Exercise instructions - Repeat verbatim only the lines from the opening of the material below through the one that contains "nothing is deduplicated.".

(Beginning of Records for processing)

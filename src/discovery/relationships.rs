//! Join suggestions derived from discovered foreign keys.

use crate::discovery::snapshot::SchemaSnapshot;
use serde::Serialize;

/// One foreign-key edge, flattened for display.
#[derive(Debug, Clone, PartialEq, Serialize)]
pub struct Relationship {
    pub from_table: String,
    pub from_column: String,
    pub to_table: String,
    pub to_column: String,
    pub join_suggestion: String,
}

#[derive(Debug, Clone, Serialize)]
pub struct RelationshipReport {
    pub total_relationships: usize,
    pub relationships: Vec<Relationship>,
}

/// Flatten every foreign key in table order, then declaration order.
///
/// Dangling targets are reported as-is; nothing is deduplicated.
pub fn analyze(snapshot: &SchemaSnapshot) -> RelationshipReport {
    let relationships: Vec<Relationship> = snapshot
        .tables
        .iter()
        .flat_map(|table| {
            table.foreign_keys.iter().map(move |fk| {
                let to_table = fk.target().to_string();
                Relationship {
                    join_suggestion: format!(
                        "JOIN {to} ON {from}.{from_col} = {to}.{to_col}",
                        to = to_table,
                        from = table.full_name,
                        from_col = fk.column,
                        to_col = fk.references_column,
                    ),
                    from_table: table.full_name.clone(),
                    from_column: fk.column.clone(),
                    to_table,
                    to_column: fk.references_column.clone(),
                }
            })
        })
        .collect();

    RelationshipReport {
        total_relationships: relationships.len(),
        relationships,
    }
}
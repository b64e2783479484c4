//! Live connections and the seam that opens them.

use crate::config::{DatabaseConfig, DatabaseType};
use crate::database::create_introspector;
use crate::database::traits::CatalogIntrospector;
use crate::error::DbResult;
use async_trait::async_trait;
use chrono::{DateTime, Utc};
use serde::Serialize;
use std::sync::Arc;
use tracing::info;

/// An open connection plus the settings it was opened with.
///
/// The password is not retained.
#[derive(Clone)]
pub struct Connection {
    pub introspector: Arc<dyn CatalogIntrospector>,
    pub engine: DatabaseType,
    pub host: String,
    pub port: u16,
    pub database: String,
    pub username: String,
    pub connected_at: DateTime<Utc>,
}

impl Connection {
    pub fn new(introspector: Arc<dyn CatalogIntrospector>, config: &DatabaseConfig) -> Self {
        Self {
            engine: introspector.engine(),
            introspector,
            host: config.host.clone(),
            port: config.port,
            database: config.database.clone(),
            username: config.username.clone(),
            connected_at: Utc::now(),
        }
    }

    pub fn info(&self, tables: usize) -> ConnectionInfo {
        ConnectionInfo {
            connected: true,
            engine: self.engine,
            host: Some(self.host.clone()),
            port: Some(self.port),
            database: Some(self.database.clone()),
            username: Some(self.username.clone()),
            connected_at: Some(self.connected_at),
            tables: Some(tables),
        }
    }
}

impl std::fmt::Debug for Connection {
    fn fmt(&self, f: &mut std::fmt::Formatter<'_>) -> std::fmt::Result {
        f.debug_struct("Connection")
            .field("engine", &self.engine)
            .field("host", &self.host)
            .field("port", &self.port)
            .field("database", &self.database)
            .field("username", &self.username)
            .finish_non_exhaustive()
    }
}

/// Payload of the `connection_info` tool.
#[derive(Debug, Clone, Serialize)]
pub struct ConnectionInfo {
    pub connected: bool,
    pub engine: DatabaseType,
    #[serde(skip_serializing_if = "Option::is_none")]
    pub host: Option<String>,
    #[serde(skip_serializing_if = "Option::is_none")]
    pub port: Option<u16>,
    #[serde(skip_serializing_if = "Option::is_none")]
    pub database: Option<String>,
    #[serde(skip_serializing_if = "Option::is_none")]
    pub username: Option<String>,
    #[serde(skip_serializing_if = "Option::is_none")]
    pub connected_at: Option<DateTime<Utc>>,
    #[serde(skip_serializing_if = "Option::is_none")]
    pub tables: Option<usize>,
}

impl ConnectionInfo {
    pub fn disconnected(engine: DatabaseType) -> Self {
        Self {
            connected: false,
            engine,
            host: None,
            port: None,
            database: None,
            username: None,
            connected_at: None,
            tables: None,
        }
    }
}

/// Opens connections for a session.
#[async_trait]
pub trait Connector: Send + Sync {
    async fn open(&self, config: &DatabaseConfig) -> DbResult<Connection>;
}

/// Connector backed by the compiled-in drivers.
#[derive(Debug, Clone, Copy, Default)]
pub struct DriverConnector;

#[async_trait]
impl Connector for DriverConnector {
    async fn open(&self, config: &DatabaseConfig) -> DbResult<Connection> {
        info!(
            engine = %config.database_type,
            host = %config.host,
            port = config.port,
            database = %config.database,
            "Connecting"
        );
        let introspector = create_introspector(config).await?;
        Ok(Connection::new(introspector, config))
    }
}

#[cfg(test)]
mod tests {
    use super::*;
    use crate::database::testing::FakeCatalog;

    fn config() -> DatabaseConfig {
        DatabaseConfig {
            database_type: DatabaseType::Mssql,
            host: "db.internal".into(),
            port: 1433,
            database: "RealEstate".into(),
            username: "reader".into(),
            password: "s3cret".into(),
            ..Default::default()
        }
    }

    #[test]
    fn test_info_reports_settings_without_password() {
        let connection = Connection::new(Arc::new(FakeCatalog::new(DatabaseType::Mssql)), &config());
        let info = connection.info(4);

        let json = serde_json::to_string(&info).unwrap();
        assert!(json.contains("\"connected\":true"));
        assert!(json.contains("\"engine\":\"mssql\""));
        assert!(json.contains("\"tables\":4"));
        assert!(!json.contains("s3cret"));
    }

    #[test]
    fn test_disconnected_info_omits_settings() {
        let json = serde_json::to_value(ConnectionInfo::disconnected(DatabaseType::Postgres)).unwrap();
        assert_eq!(json["connected"], false);
        assert_eq!(json["engine"], "postgres");
        assert!(json.get("host").is_none());
    }

    #[test]
    fn test_debug_hides_introspector() {
        let connection = Connection::new(Arc::new(FakeCatalog::new(DatabaseType::Mssql)), &config());
        let debug = format!("{:?}", connection);
        assert!(debug.contains("db.internal"));
        assert!(!debug.contains("s3cret"));
    }
}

(End of Records for processing)

Response area -
filename src/discovery/relationships.rs
//! Join suggestions derived from discovered foreign keys.

use crate::discovery::snapshot::SchemaSnapshot;
use serde::Serialize;

/// One foreign-key edge, flattened for display.
#[derive(Debug, Clone, PartialEq, Serialize)]
pub struct Relationship {
    pub from_table: String,
    pub from_column: String,
    pub to_table: String,
    pub to_column: String,
    pub join_suggestion: String,
}

#[derive(Debug, Clone, Serialize)]
pub struct RelationshipReport {
    pub total_relationships: usize,
    pub relationships: Vec<Relationship>,
}

/// Flatten every foreign key in table order, then declaration order.
///
/// Dangling targets are reported as-is; nothing is deduplicated.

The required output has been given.